Windows explorer will try to read all drives attached to your system. This can include printers, USB drives attached via the internet and many drives that are empty, such as floppy discs, CD, DVD, USB sticks not plugged in and so forth.
Some of these will not respond and there is where the problem can lie. An obsolete or poorly-written driver for a device you do not have connected at the time may fail to time-out quickly, hence the horrible delay.
For this problem, all I can suggest is a very careful check of every device on your system to update to the latest driver.
However, as hughva suggests, a corrupt file system or bad blocks is also a likely cause. You MUST run chkdsk /f on every drive, including all USB attached drives. You SHOULD run basic hardware tests on all drives also. For hard disk drives, you can download the manufacturers test suite which will test for bad blocks. I'm sorry, that will take hours, but you NEED to do it.
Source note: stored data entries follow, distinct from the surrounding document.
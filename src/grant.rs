//! Check and one-time Grant orchestration over the upstream client and the grant store.
//!
//! Both operations hold a per-username guard for their whole sequence, so two requests for the
//! same user inside one process never interleave their check, fetch, write, and persist steps.
//! Ledger mutations additionally re-load the store under a process-wide persist guard right
//! before saving, which keeps concurrent grants for different users from overwriting each
//! other's records. The store is only written after the upstream `PUT` succeeded: a crash in
//! between leaves the user granted upstream without a local record (at most one re-grant),
//! never a local record without the upstream grant.

pub mod plan;

pub use plan::*;

// self
use crate::{
	_prelude::*,
	error::PolicyViolation,
	obs::{self, FlowOutcome, FlowSpan, OperationKind},
	store::{GrantLedger, GrantRecord, GrantStore},
	upstream::UpstreamClient,
};

/// Result of a Check.
#[derive(Clone, Debug, PartialEq, Eq, Serialize, Deserialize)]
pub struct CheckReport {
	/// User the check was issued for.
	pub username: String,
	/// Whether the one-time grant is currently consumed.
	pub used: bool,
	/// Set when an upstream renewal just cleared the record.
	#[serde(default, skip_serializing_if = "Option::is_none")]
	pub renewed: Option<bool>,
	/// Upstream failure that prevented verifying a renewal.
	#[serde(default, skip_serializing_if = "Option::is_none")]
	pub error: Option<String>,
	/// Stored record while the grant stays consumed.
	#[serde(default, skip_serializing_if = "Option::is_none")]
	pub record: Option<GrantRecord>,
}
impl CheckReport {
	fn unused(username: &str) -> Self {
		Self { username: username.into(), used: false, renewed: None, error: None, record: None }
	}
}

/// Successful Grant response.
#[derive(Clone, Debug, PartialEq, Eq, Serialize, Deserialize)]
pub struct GrantReceipt {
	/// Always `true`.
	pub ok: bool,
	/// User the grant was applied to.
	pub username: String,
}

/// `Referer`/`Origin` header values carried by the inbound request.
#[derive(Clone, Debug, Default, PartialEq, Eq)]
pub struct BrowserEvidence {
	/// `Referer` header value.
	pub referer: Option<String>,
	/// `Origin` header value.
	pub origin: Option<String>,
}
impl BrowserEvidence {
	/// Evidence consisting only of an `Origin` header.
	pub fn origin(origin: impl Into<String>) -> Self {
		Self { referer: None, origin: Some(origin.into()) }
	}

	/// Returns `true` if either header is present and non-empty.
	pub fn is_present(&self) -> bool {
		[&self.referer, &self.origin].into_iter().flatten().any(|value| !value.is_empty())
	}
}

/// Inbound Grant request.
#[derive(Clone, Debug, PartialEq, Eq)]
pub struct GrantRequest {
	/// User to grant.
	pub username: String,
	/// Amounts to add.
	pub amount: GrantAmount,
	/// Browser-origin evidence.
	pub evidence: BrowserEvidence,
}

/// Orchestrates Check and Grant.
#[derive(Clone)]
pub struct GrantService {
	upstream: Arc<UpstreamClient>,
	store: Arc<dyn GrantStore>,
	clock: fn() -> OffsetDateTime,
	user_guards: Arc<Mutex<HashMap<String, Arc<AsyncMutex<()>>>>>,
	persist_guard: Arc<AsyncMutex<()>>,
}
impl GrantService {
	/// Creates a service over the provided upstream client and store.
	pub fn new(upstream: Arc<UpstreamClient>, store: Arc<dyn GrantStore>) -> Self {
		Self {
			upstream,
			store,
			clock: OffsetDateTime::now_utc,
			user_guards: Default::default(),
			persist_guard: Default::default(),
		}
	}

	/// Overrides the clock used to stamp and compute grants.
	pub fn with_clock(mut self, clock: fn() -> OffsetDateTime) -> Self {
		self.clock = clock;

		self
	}

	/// Reports whether the grant for `username` is consumed, clearing it on upstream renewal.
	///
	/// Upstream failures are folded into the report (`used: true` plus `error`); only a failed
	/// ledger save is returned as an error.
	pub async fn check(&self, username: &str) -> Result<CheckReport> {
		const KIND: OperationKind = OperationKind::Check;

		let span = FlowSpan::for_user(KIND, "check", username);

		obs::record_operation_outcome(KIND, FlowOutcome::Attempt);

		let result = span
			.instrument(async move {
				let guard = self.user_guard(username);
				let _user = guard.lock().await;
				let ledger = self.store.load().await;
				let Some(record) = ledger.get(username).cloned() else {
					return Ok(CheckReport::unused(username));
				};
				let current = match self.upstream.fetch_user(username).await {
					Ok(current) => current,
					Err(e) => {
						tracing::warn!(error = %e, "Could not verify renewal; reporting the grant as used.");

						return Ok(CheckReport {
							username: username.into(),
							used: true,
							renewed: None,
							error: Some(e.to_string()),
							record: None,
						});
					},
				};

				if is_renewed(&record, &current) {
					self.mutate_ledger(|ledger| {
						ledger.remove(username);
					})
					.await?;
					tracing::info!(
						data_limit = current.data_limit,
						expire = current.expire,
						"Upstream renewal detected; grant record cleared."
					);

					return Ok(CheckReport {
						username: username.into(),
						used: false,
						renewed: Some(true),
						error: None,
						record: None,
					});
				}

				Ok(CheckReport {
					username: username.into(),
					used: true,
					renewed: None,
					error: None,
					record: Some(record),
				})
			})
			.await;

		match &result {
			Ok(_) => obs::record_operation_outcome(KIND, FlowOutcome::Success),
			Err(_) => obs::record_operation_outcome(KIND, FlowOutcome::Failure),
		}

		result
	}

	/// Applies the one-time grant.
	///
	/// Rejects with [`PolicyViolation::MissingBrowserOrigin`] and then
	/// [`PolicyViolation::AlreadyUsed`] before any upstream call. Upstream failures abort the
	/// whole operation without touching the ledger.
	pub async fn grant(&self, request: GrantRequest) -> Result<GrantReceipt> {
		const KIND: OperationKind = OperationKind::Grant;

		let span = FlowSpan::for_user(KIND, "grant", &request.username);

		obs::record_operation_outcome(KIND, FlowOutcome::Attempt);

		let result = span
			.instrument(async move {
				if !request.evidence.is_present() {
					return Err(PolicyViolation::MissingBrowserOrigin.into());
				}

				let username = request.username.as_str();
				let guard = self.user_guard(username);
				let _user = guard.lock().await;

				if self.store.load().await.is_used(username) {
					return Err(
						PolicyViolation::AlreadyUsed { username: request.username.clone() }.into()
					);
				}

				let current = self.upstream.fetch_user(username).await?;
				let now = (self.clock)().unix_timestamp();
				let plan = GrantPlan::compute(current, request.amount, now);

				self.upstream.update_user(username, &plan.updated).await?;

				let record = plan.record();

				self.mutate_ledger(|ledger| {
					ledger.insert(username, record);
				})
				.await
				.inspect_err(|e| {
					tracing::error!(error = %e, "Upstream was granted but the grant record could not be saved.");
				})?;
				tracing::info!(
					data_limit = plan.updated.data_limit,
					expire = plan.updated.expire,
					"Emergency grant applied."
				);

				Ok(GrantReceipt { ok: true, username: request.username.clone() })
			})
			.await;

		match &result {
			Ok(_) => obs::record_operation_outcome(KIND, FlowOutcome::Success),
			Err(_) => obs::record_operation_outcome(KIND, FlowOutcome::Failure),
		}

		result
	}

	async fn mutate_ledger<F>(&self, mutate: F) -> Result<()>
	where
		F: FnOnce(&mut GrantLedger),
	{
		let _persist = self.persist_guard.lock().await;
		let mut ledger = self.store.load().await;

		mutate(&mut ledger);
		self.store.save(&ledger).await?;

		Ok(())
	}

	fn user_guard(&self, username: &str) -> Arc<AsyncMutex<()>> {
		let mut guards = self.user_guards.lock();

		guards.entry(username.to_owned()).or_insert_with(|| Arc::new(AsyncMutex::new(()))).clone()
	}
}
impl Debug for GrantService {
	fn fmt(&self, f: &mut Formatter) -> FmtResult {
		f.debug_struct("GrantService").field("upstream", &self.upstream).finish()
	}
}
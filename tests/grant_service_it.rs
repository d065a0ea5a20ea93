// std
use std::sync::Arc;
// crates.io
use httpmock::prelude::*;
use serde_json::json;
use time::{OffsetDateTime, macros::datetime};
// self
use emergency_grant::{
	auth::{AuthFuture, Authenticator, Credential, CredentialCache},
	error::{Error, PolicyViolation, UpstreamError},
	grant::{BrowserEvidence, GrantAmount, GrantRequest, GrantService},
	reqwest::Client,
	store::{FileStore, GrantLedger, GrantRecord, GrantStore, MemoryStore},
	upstream::UpstreamClient,
	url::Url,
};

const NOW: i64 = 1_735_689_600;
const GIB: u64 = 1_073_741_824;
const DAY: u64 = 86_400;

struct StaticAuthenticator;
impl Authenticator for StaticAuthenticator {
	fn authenticate(&self) -> AuthFuture<'_> {
		Box::pin(async { Ok(Credential::new("token-1", datetime!(2100-01-01 00:00 UTC))) })
	}
}

/// Mirrors the service's `--verify-tls=false` client so the mock server's self-signed certificate
/// is accepted.
fn http_client() -> Client {
	Client::builder()
		.danger_accept_invalid_certs(true)
		.build()
		.expect("Test HTTP client should build.")
}

fn fixed_now() -> OffsetDateTime {
	datetime!(2025-01-01 00:00 UTC)
}

fn service(server: &MockServer, store: Arc<dyn GrantStore>) -> GrantService {
	let base = Url::parse(&server.base_url()).expect("Mock server URL should parse.");
	let credentials = Arc::new(CredentialCache::new(Arc::new(StaticAuthenticator)));
	let upstream =
		UpstreamClient::new(http_client(), base, credentials).expect("Upstream client should build.");

	GrantService::new(Arc::new(upstream), store).with_clock(fixed_now)
}

fn request(username: &str) -> GrantRequest {
	GrantRequest {
		username: username.into(),
		amount: GrantAmount { add_bytes: GIB, add_seconds: DAY },
		evidence: BrowserEvidence::origin("https://captive.example.com"),
	}
}

fn granted_record() -> GrantRecord {
	GrantRecord {
		used: true,
		granted_at: NOW,
		saved_data_limit: 500_000_000,
		saved_expire: 0,
		granted_data_limit: 1_573_741_824,
		granted_expire: NOW + DAY as i64,
	}
}

#[tokio::test]
async fn grant_applies_once_and_records_snapshot() {
	let server = MockServer::start_async().await;
	let store = MemoryStore::default();
	let service = service(&server, Arc::new(store.clone()));
	let get = server
		.mock_async(|when, then| {
			when.method(GET).path("/api/user/alice");
			then.status(200).json_body(json!({ "data_limit": 500_000_000, "expire": null }));
		})
		.await;
	let put = server
		.mock_async(|when, then| {
			when.method(PUT).path("/api/user/alice").json_body(json!({
				"data_limit": 1_573_741_824_i64,
				"expire": NOW + DAY as i64,
			}));
			then.status(200).json_body(json!({}));
		})
		.await;
	let receipt = service.grant(request("alice")).await.expect("First grant should succeed.");

	assert!(receipt.ok);
	assert_eq!(receipt.username, "alice");
	assert_eq!(store.snapshot().get("alice"), Some(&granted_record()));

	let err = service.grant(request("alice")).await.expect_err("Second grant must be refused.");

	assert!(matches!(err, Error::Policy(PolicyViolation::AlreadyUsed { .. })));

	get.assert_calls_async(1).await;
	put.assert_calls_async(1).await;
}

#[tokio::test]
async fn concurrent_grants_for_one_user_write_upstream_once() {
	let server = MockServer::start_async().await;
	let store = MemoryStore::default();
	let service = Arc::new(service(&server, Arc::new(store.clone())));
	let get = server
		.mock_async(|when, then| {
			when.method(GET).path("/api/user/alice");
			then.status(200).json_body(json!({ "data_limit": 10, "expire": 0 }));
		})
		.await;
	let put = server
		.mock_async(|when, then| {
			when.method(PUT).path("/api/user/alice");
			then.status(200).json_body(json!({}));
		})
		.await;
	let handles = (0..4)
		.map(|_| {
			let service = service.clone();

			tokio::spawn(async move { service.grant(request("alice")).await })
		})
		.collect::<Vec<_>>();
	let mut granted = 0;
	let mut refused = 0;

	for handle in handles {
		match handle.await.expect("Grant task should not panic.") {
			Ok(_) => granted += 1,
			Err(Error::Policy(PolicyViolation::AlreadyUsed { .. })) => refused += 1,
			Err(other) => panic!("Unexpected grant error: {other:?}."),
		}
	}

	assert_eq!(granted, 1);
	assert_eq!(refused, 3);
	assert!(store.snapshot().is_used("alice"));

	get.assert_calls_async(1).await;
	put.assert_calls_async(1).await;
}

#[tokio::test]
async fn grants_for_different_users_keep_both_records() {
	let server = MockServer::start_async().await;
	let store = MemoryStore::default();
	let service = Arc::new(service(&server, Arc::new(store.clone())));

	for username in ["alice", "bob"] {
		let path = format!("/api/user/{username}");

		server
			.mock_async(|when, then| {
				when.method(GET).path(path.as_str());
				then.status(200).json_body(json!({ "data_limit": 0, "expire": 0 }));
			})
			.await;
		server
			.mock_async(|when, then| {
				when.method(PUT).path(path.as_str());
				then.status(200).json_body(json!({}));
			})
			.await;
	}

	let (a, b) = tokio::join!(service.grant(request("alice")), service.grant(request("bob")));

	a.expect("Grant for alice should succeed.");
	b.expect("Grant for bob should succeed.");

	let ledger = store.snapshot();

	assert!(ledger.is_used("alice"));
	assert!(ledger.is_used("bob"));
}

#[tokio::test]
async fn missing_browser_evidence_is_refused_before_upstream() {
	let server = MockServer::start_async().await;
	let store = MemoryStore::default();
	let service = service(&server, Arc::new(store.clone()));
	let any = server
		.mock_async(|when, then| {
			when.path("/api/user/alice");
			then.status(200).json_body(json!({}));
		})
		.await;
	let mut request = request("alice");

	request.evidence = BrowserEvidence { referer: Some(String::new()), origin: None };

	let err = service.grant(request).await.expect_err("Grant without evidence must fail.");

	assert!(matches!(err, Error::Policy(PolicyViolation::MissingBrowserOrigin)));
	assert!(store.snapshot().is_empty());

	any.assert_calls_async(0).await;
}

#[tokio::test]
async fn failed_upstream_write_records_nothing() {
	let server = MockServer::start_async().await;
	let store = MemoryStore::default();
	let service = service(&server, Arc::new(store.clone()));

	server
		.mock_async(|when, then| {
			when.method(GET).path("/api/user/alice");
			then.status(200).json_body(json!({ "data_limit": 1, "expire": 1 }));
		})
		.await;
	server
		.mock_async(|when, then| {
			when.method(PUT).path("/api/user/alice");
			then.status(500).body("database locked");
		})
		.await;

	let err = service.grant(request("alice")).await.expect_err("Failed PUT must fail the grant.");

	match err {
		Error::Upstream(UpstreamError::Status { method, status, body, .. }) => {
			assert_eq!(method, "PUT");
			assert_eq!(status, 500);
			assert_eq!(body, "database locked");
		},
		other => panic!("Unexpected grant error: {other:?}."),
	}

	assert!(store.snapshot().is_empty());
}

#[tokio::test]
async fn failed_upstream_read_records_nothing() {
	let server = MockServer::start_async().await;
	let store = MemoryStore::default();
	let service = service(&server, Arc::new(store.clone()));
	let put = server
		.mock_async(|when, then| {
			when.method(PUT).path("/api/user/ghost");
			then.status(200);
		})
		.await;

	server
		.mock_async(|when, then| {
			when.method(GET).path("/api/user/ghost");
			then.status(404).body("{\"detail\":\"User not found\"}");
		})
		.await;

	let err = service.grant(request("ghost")).await.expect_err("Unknown user must fail.");

	assert!(matches!(err, Error::Upstream(UpstreamError::Status { status: 404, .. })));
	assert!(store.snapshot().is_empty());

	put.assert_calls_async(0).await;
}

#[tokio::test]
async fn future_expiry_is_extended_from_itself() {
	let server = MockServer::start_async().await;
	let store = MemoryStore::default();
	let service = service(&server, Arc::new(store.clone()));
	let expire = NOW + 10 * DAY as i64;

	server
		.mock_async(|when, then| {
			when.method(GET).path("/api/user/alice");
			then.status(200).json_body(json!({ "data_limit": "2048", "expire": expire }));
		})
		.await;

	let put = server
		.mock_async(|when, then| {
			when.method(PUT)
				.path("/api/user/alice")
				.json_body(json!({ "data_limit": 2048 + 1024, "expire": expire + 3600 }));
			then.status(204);
		})
		.await;
	let mut request = request("alice");

	request.amount = GrantAmount { add_bytes: 1024, add_seconds: 3600 };

	service.grant(request).await.expect("Grant should succeed.");

	put.assert_async().await;
}

#[tokio::test]
async fn check_reports_unused_without_upstream_call() {
	let server = MockServer::start_async().await;
	let service = service(&server, Arc::new(MemoryStore::default()));
	let any = server
		.mock_async(|when, then| {
			when.path("/api/user/alice");
			then.status(200).json_body(json!({}));
		})
		.await;
	let report = service.check("alice").await.expect("Check should succeed.");

	assert_eq!(report.username, "alice");
	assert!(!report.used);
	assert_eq!(report.renewed, None);
	assert_eq!(report.record, None);

	any.assert_calls_async(0).await;
}

#[tokio::test]
async fn check_keeps_record_while_upstream_holds_granted_values() {
	let server = MockServer::start_async().await;
	let store = MemoryStore::with_ledger(GrantLedger::from_iter([("alice".into(), granted_record())]));
	let service = service(&server, Arc::new(store.clone()));

	server
		.mock_async(|when, then| {
			when.method(GET).path("/api/user/alice");
			then.status(200).json_body(json!({
				"data_limit": 1_573_741_824_i64,
				"expire": NOW + DAY as i64,
			}));
		})
		.await;

	let report = service.check("alice").await.expect("Check should succeed.");

	assert!(report.used);
	assert_eq!(report.record, Some(granted_record()));
	assert!(store.snapshot().is_used("alice"));
}

#[tokio::test]
async fn check_clears_record_after_upstream_renewal() {
	let server = MockServer::start_async().await;
	let store = MemoryStore::with_ledger(GrantLedger::from_iter([("alice".into(), granted_record())]));
	let service = service(&server, Arc::new(store.clone()));

	server
		.mock_async(|when, then| {
			when.method(GET).path("/api/user/alice");
			then.status(200).json_body(json!({
				"data_limit": 1_573_741_824_i64,
				"expire": NOW + 31 * DAY as i64,
			}));
		})
		.await;

	let report = service.check("alice").await.expect("Check should succeed.");

	assert!(!report.used);
	assert_eq!(report.renewed, Some(true));
	assert!(store.snapshot().get("alice").is_none());
}

#[tokio::test]
async fn check_reports_used_when_upstream_is_unreachable() {
	let server = MockServer::start_async().await;
	let store = MemoryStore::with_ledger(GrantLedger::from_iter([("alice".into(), granted_record())]));
	let service = service(&server, Arc::new(store.clone()));

	server
		.mock_async(|when, then| {
			when.method(GET).path("/api/user/alice");
			then.status(502).body("bad gateway");
		})
		.await;

	let report = service.check("alice").await.expect("Check should fold upstream errors.");

	assert!(report.used);
	assert_eq!(report.record, None);
	assert!(report.error.as_deref().is_some_and(|e| e.contains("502")));
	assert!(store.snapshot().is_used("alice"));
}

#[tokio::test]
async fn grant_persists_to_file_store() {
	let server = MockServer::start_async().await;
	let dir = std::env::temp_dir().join(format!(
		"emergency-grant-it-{}-{}",
		std::process::id(),
		OffsetDateTime::now_utc().unix_timestamp_nanos()
	));
	let path = dir.join("emergency_flags.json");
	let store = FileStore::open(&path).expect("File store should open.");
	let service = service(&server, Arc::new(store.clone()));

	server
		.mock_async(|when, then| {
			when.method(GET).path("/api/user/alice");
			then.status(200).json_body(json!({ "data_limit": 500_000_000, "expire": 0 }));
		})
		.await;
	server
		.mock_async(|when, then| {
			when.method(PUT).path("/api/user/alice");
			then.status(200).json_body(json!({}));
		})
		.await;
	service.grant(request("alice")).await.expect("Grant should succeed.");

	let reopened = FileStore::open(&path).expect("File store should reopen.");

	assert_eq!(reopened.load().await.get("alice"), Some(&granted_record()));
	assert!(!store.temp_path().exists());

	let _ = std::fs::remove_dir_all(dir);
}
The fact that you can run programs really suggests the problem lies not with your basic HDD, but some other device that Windows explorer will display when it is started. I suggest you patiently wait until explorer starts, then close the drives displayed (click the [-] box against every drive). Then one by one, click the drive name. All the folders at the root of the drive should display within seconds, or if the removable drive is empty, you should get an almost instant prompt to 'please insert a disk into drive ...'
When you dont get that, you are well on the way to a solution.